With the first line below as the start and the line containing "pub const SECTION_BLOCKS: usize" as the end, copy every line between them exactly, ends included.

-- SOURCE INFORMATION follows --

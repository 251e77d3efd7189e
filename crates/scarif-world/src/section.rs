use crate::block_state::BlockState;
use crate::packed::{self, PackingRegime};
use scarif_common::{Result, ScarifError};
use scarif_nbt::Tag;

pub const SECTION_EDGE: usize = 16;
pub const SECTION_BLOCKS: usize = SECTION_EDGE * SECTION_EDGE * SECTION_EDGE;
pub const SECTION_BIOMES: usize = SECTION_BLOCKS / 64;

const MIN_BLOCK_BITS: u32 = 4;
const MIN_BIOME_BITS: u32 = 0;

/// A palette plus one index per cell. A single-entry (or empty) palette carries no
/// index array; the one value covers the whole container.
#[derive(Debug, Clone, PartialEq, Eq)]
pub struct PalettedContainer<T> {
    palette: Vec<T>,
    indices: Option<Vec<u16>>,
}

impl<T> PalettedContainer<T> {
    pub fn single(value: T) -> Self {
        PalettedContainer {
            palette: vec![value],
            indices: None,
        }
    }

    pub fn empty() -> Self {
        PalettedContainer {
            palette: Vec::new(),
            indices: None,
        }
    }

    /// Builds a container, checking every index against the palette.
    pub fn new(palette: Vec<T>, indices: Option<Vec<u16>>) -> Result<Self> {
        if palette.len() < 2 {
            return Ok(PalettedContainer {
                palette,
                indices: None,
            });
        }

        let indices = indices.ok_or_else(|| {
            ScarifError::data(format!(
                "palette of {} entries has no index data",
                palette.len()
            ))
        })?;
        if let Some(&bad) = indices.iter().find(|&&i| i as usize >= palette.len()) {
            return Err(ScarifError::data(format!(
                "index {} outside palette of {} entries",
                bad,
                palette.len()
            )));
        }

        Ok(PalettedContainer {
            palette,
            indices: Some(indices),
        })
    }

    pub fn palette(&self) -> &[T] {
        &self.palette
    }

    pub fn indices(&self) -> Option<&[u16]> {
        self.indices.as_deref()
    }

    pub fn index_at(&self, cell: usize) -> usize {
        match &self.indices {
            Some(indices) => indices[cell] as usize,
            None => 0,
        }
    }

    pub fn get(&self, cell: usize) -> Option<&T> {
        self.palette.get(self.index_at(cell))
    }

    fn decode(
        palette: Vec<T>,
        data: Option<&[i64]>,
        cells: usize,
        min_bits: u32,
        regime: PackingRegime,
    ) -> Result<Self> {
        if palette.len() < 2 {
            return PalettedContainer::new(palette, None);
        }

        let data = data.ok_or_else(|| {
            ScarifError::data(format!(
                "palette of {} entries has no packed data",
                palette.len()
            ))
        })?;
        let bits = packed::bits_for_palette(palette.len(), min_bits);
        let indices = packed::unpack(data, cells, bits, regime)?;
        PalettedContainer::new(palette, Some(indices))
    }
}

/// One 16x16x16 slab of a chunk.
#[derive(Debug, Clone, PartialEq, Eq)]
pub struct Section {
    pub y: i8,
    pub blocks: PalettedContainer<BlockState>,
    pub biomes: PalettedContainer<String>,
}

impl Section {
    pub fn block_index(x: usize, y: usize, z: usize) -> usize {
        (y << 8) | (z << 4) | x
    }

    /// Biome cell for a block position; each biome covers 4x4x4 blocks.
    pub fn biome_index(x: usize, y: usize, z: usize) -> usize {
        ((y >> 2) << 4) | ((z >> 2) << 2) | (x >> 2)
    }

    /// Block at section-local coordinates (each 0..16).
    pub fn block_state(&self, x: usize, y: usize, z: usize) -> &BlockState {
        let index = self.blocks.index_at(Section::block_index(x, y, z));
        &self.blocks.palette[index]
    }

    /// Biome at section-local block coordinates; `None` for sections stored before
    /// biomes moved into sections.
    pub fn biome(&self, x: usize, y: usize, z: usize) -> Option<&str> {
        self.biomes
            .get(Section::biome_index(x, y, z))
            .map(String::as_str)
    }

    /// Decodes a section compound. Returns `None` for sections that carry no block
    /// palette (lighting-only sections above and below the world).
    pub fn from_tag(tag: &Tag, data_version: i32) -> Result<Option<Section>> {
        let y = tag
            .get("Y")
            .and_then(Tag::as_int_like)
            .ok_or_else(|| ScarifError::decode("section without Y"))?;
        let y = i8::try_from(y)
            .map_err(|_| ScarifError::decode(format!("section Y {} out of range", y)))?;

        let regime = PackingRegime::for_data_version(data_version);

        // Since 21w37a palettes live in `block_states`/`biomes` compounds.
        let (palette_tag, data_tag) = match tag.get("block_states") {
            Some(states) => (states.get("palette"), states.get("data")),
            None => (tag.get("Palette"), tag.get("BlockStates")),
        };
        let palette_tag = match palette_tag {
            Some(palette) => palette,
            None => return Ok(None),
        };

        let palette = palette_tag
            .as_list()
            .ok_or_else(|| ScarifError::decode("block palette is not a list"))?
            .iter()
            .map(BlockState::from_tag)
            .collect::<Result<Vec<_>>>()?;
        if palette.is_empty() {
            return Err(ScarifError::data(format!("section {} has an empty block palette", y)));
        }
        let data = long_array(data_tag, "block state data")?;
        let blocks =
            PalettedContainer::decode(palette, data, SECTION_BLOCKS, MIN_BLOCK_BITS, regime)?;

        let biomes = match tag.get("biomes") {
            Some(biomes) => {
                let palette = biomes
                    .get("palette")
                    .and_then(Tag::as_list)
                    .ok_or_else(|| ScarifError::decode("biome palette is not a list"))?
                    .iter()
                    .map(|entry| {
                        entry
                            .as_str()
                            .map(str::to_string)
                            .ok_or_else(|| ScarifError::decode("biome palette entry is not a string"))
                    })
                    .collect::<Result<Vec<_>>>()?;
                let data = long_array(biomes.get("data"), "biome data")?;
                PalettedContainer::decode(palette, data, SECTION_BIOMES, MIN_BIOME_BITS, regime)?
            }
            None => PalettedContainer::empty(),
        };

        Ok(Some(Section { y, blocks, biomes }))
    }
}

fn long_array<'a>(tag: Option<&'a Tag>, what: &str) -> Result<Option<&'a [i64]>> {
    match tag {
        None => Ok(None),
        Some(tag) => tag
            .as_long_array()
            .map(Some)
            .ok_or_else(|| ScarifError::decode(format!("{} is not a long array", what))),
    }
}

#[cfg(test)]
mod tests {
    use super::*;
    use assert_matches::assert_matches;
    use scarif_nbt::Compound;

    fn states_tag(palette: &[BlockState], data: Option<Vec<i64>>) -> Tag {
        let mut states = Compound::new();
        states.insert(
            "palette".to_string(),
            Tag::list(palette.iter().map(BlockState::to_tag).collect()),
        );
        if let Some(data) = data {
            states.insert("data".to_string(), Tag::LongArray(data));
        }
        Tag::Compound(states)
    }

    fn section_tag(y: i8, states: Tag, biomes: Option<Tag>) -> Tag {
        let mut section = Compound::new();
        section.insert("Y".to_string(), Tag::Byte(y));
        section.insert("block_states".to_string(), states);
        if let Some(biomes) = biomes {
            section.insert("biomes".to_string(), biomes);
        }
        Tag::Compound(section)
    }

    #[test]
    fn test_single_entry_palette() {
        let stone = BlockState::new("minecraft:stone");
        let tag = section_tag(3, states_tag(&[stone.clone()], None), None);
        let section = Section::from_tag(&tag, 3465).unwrap().unwrap();

        assert_eq!(section.y, 3);
        assert!(section.blocks.indices().is_none());
        for i in 0..SECTION_BLOCKS {
            let (x, y, z) = (i & 15, i >> 8, (i >> 4) & 15);
            assert_eq!(section.block_state(x, y, z), &stone);
        }
        assert_eq!(section.biome(0, 0, 0), None);
    }

    #[test]
    fn test_two_entry_palette_both_regimes() {
        let palette = vec![BlockState::new("minecraft:stone"), BlockState::new("minecraft:air")];
        let mut indices = vec![0u16; SECTION_BLOCKS];
        indices[Section::block_index(1, 2, 3)] = 1;

        for data_version in [1976, 3465] {
            let regime = PackingRegime::for_data_version(data_version);
            let data = packed::pack(&indices, 4, regime);
            let tag = section_tag(0, states_tag(&palette, Some(data)), None);
            let section = Section::from_tag(&tag, data_version).unwrap().unwrap();

            assert_eq!(section.block_state(1, 2, 3).name, "minecraft:air");
            assert_eq!(section.block_state(3, 2, 1).name, "minecraft:stone");
        }
    }

    #[test]
    fn test_legacy_section_keys() {
        let palette = vec![BlockState::new("minecraft:air"), BlockState::new("minecraft:dirt")];
        let indices: Vec<u16> = (0..SECTION_BLOCKS).map(|i| (i % 2) as u16).collect();
        let mut section = Compound::new();
        section.insert("Y".to_string(), Tag::Byte(-1));
        section.insert(
            "Palette".to_string(),
            Tag::list(palette.iter().map(BlockState::to_tag).collect()),
        );
        section.insert(
            "BlockStates".to_string(),
            Tag::LongArray(packed::pack(&indices, 4, PackingRegime::Tight)),
        );

        let section = Section::from_tag(&Tag::Compound(section), 1976).unwrap().unwrap();
        assert_eq!(section.y, -1);
        assert_eq!(section.block_state(1, 0, 0).name, "minecraft:dirt");
        assert_eq!(section.block_state(0, 0, 0).name, "minecraft:air");
    }

    #[test]
    fn test_biomes() {
        let stone = BlockState::new("minecraft:stone");
        let mut biome_indices = vec![0u16; SECTION_BIOMES];
        biome_indices[Section::biome_index(15, 15, 15)] = 2;
        let mut biomes = Compound::new();
        biomes.insert(
            "palette".to_string(),
            Tag::list(
                ["minecraft:plains", "minecraft:forest", "minecraft:river"]
                    .iter()
                    .map(|b| Tag::String(b.to_string()))
                    .collect(),
            ),
        );
        biomes.insert(
            "data".to_string(),
            Tag::LongArray(packed::pack(&biome_indices, 2, PackingRegime::WordAligned)),
        );

        let tag = section_tag(0, states_tag(&[stone], None), Some(Tag::Compound(biomes)));
        let section = Section::from_tag(&tag, 3465).unwrap().unwrap();
        assert_eq!(section.biome(12, 13, 14), Some("minecraft:river"));
        assert_eq!(section.biome(0, 0, 0), Some("minecraft:plains"));
    }

    #[test]
    fn test_single_biome_needs_no_data() {
        let mut biomes = Compound::new();
        biomes.insert(
            "palette".to_string(),
            Tag::list(vec![Tag::String("minecraft:plains".into())]),
        );
        let tag = section_tag(
            0,
            states_tag(&[BlockState::new("minecraft:air")], None),
            Some(Tag::Compound(biomes)),
        );
        let section = Section::from_tag(&tag, 3465).unwrap().unwrap();
        assert_eq!(section.biome(7, 7, 7), Some("minecraft:plains"));
    }

    #[test]
    fn test_lighting_only_section_skipped() {
        let mut section = Compound::new();
        section.insert("Y".to_string(), Tag::Byte(-5));
        section.insert("SkyLight".to_string(), Tag::ByteArray(vec![0; 2048]));
        assert_eq!(Section::from_tag(&Tag::Compound(section), 3465).unwrap(), None);
    }

    #[test]
    fn test_short_data_is_data_error() {
        let palette = vec![BlockState::new("minecraft:stone"), BlockState::new("minecraft:air")];
        let tag = section_tag(0, states_tag(&palette, Some(vec![0; 16])), None);
        assert_matches!(
            Section::from_tag(&tag, 3465),
            Err(ScarifError::DataConsistencyError(_))
        );
    }

    #[test]
    fn test_missing_data_is_data_error() {
        let palette = vec![BlockState::new("minecraft:stone"), BlockState::new("minecraft:air")];
        let tag = section_tag(0, states_tag(&palette, None), None);
        assert_matches!(
            Section::from_tag(&tag, 3465),
            Err(ScarifError::DataConsistencyError(_))
        );
    }

    #[test]
    fn test_index_past_palette_rejected() {
        let palette = vec![BlockState::new("minecraft:stone"), BlockState::new("minecraft:air")];
        let indices = vec![5u16; SECTION_BLOCKS];
        let data = packed::pack(&indices, 4, PackingRegime::WordAligned);
        let tag = section_tag(0, states_tag(&palette, Some(data)), None);
        assert_matches!(
            Section::from_tag(&tag, 3465),
            Err(ScarifError::DataConsistencyError(_))
        );
    }

    #[test]
    fn test_index_layout() {
        assert_eq!(Section::block_index(1, 0, 0), 1);
        assert_eq!(Section::block_index(0, 0, 1), 16);
        assert_eq!(Section::block_index(0, 1, 0), 256);
        assert_eq!(Section::biome_index(4, 0, 0), 1);
        assert_eq!(Section::biome_index(0, 0, 4), 4);
        assert_eq!(Section::biome_index(0, 4, 0), 16);
    }
}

-- SOURCE INFORMATION concluded --

▶ **PROBLEM SOLUTION**
repository 251e77d3efd7189e
filename crates/scarif-world/src/section.rs
use crate::block_state::BlockState;
use crate::packed::{self, PackingRegime};
use scarif_common::{Result, ScarifError};
use scarif_nbt::Tag;

pub const SECTION_EDGE: usize = 16;
pub const SECTION_BLOCKS: usize = SECTION_EDGE * SECTION_EDGE * SECTION_EDGE;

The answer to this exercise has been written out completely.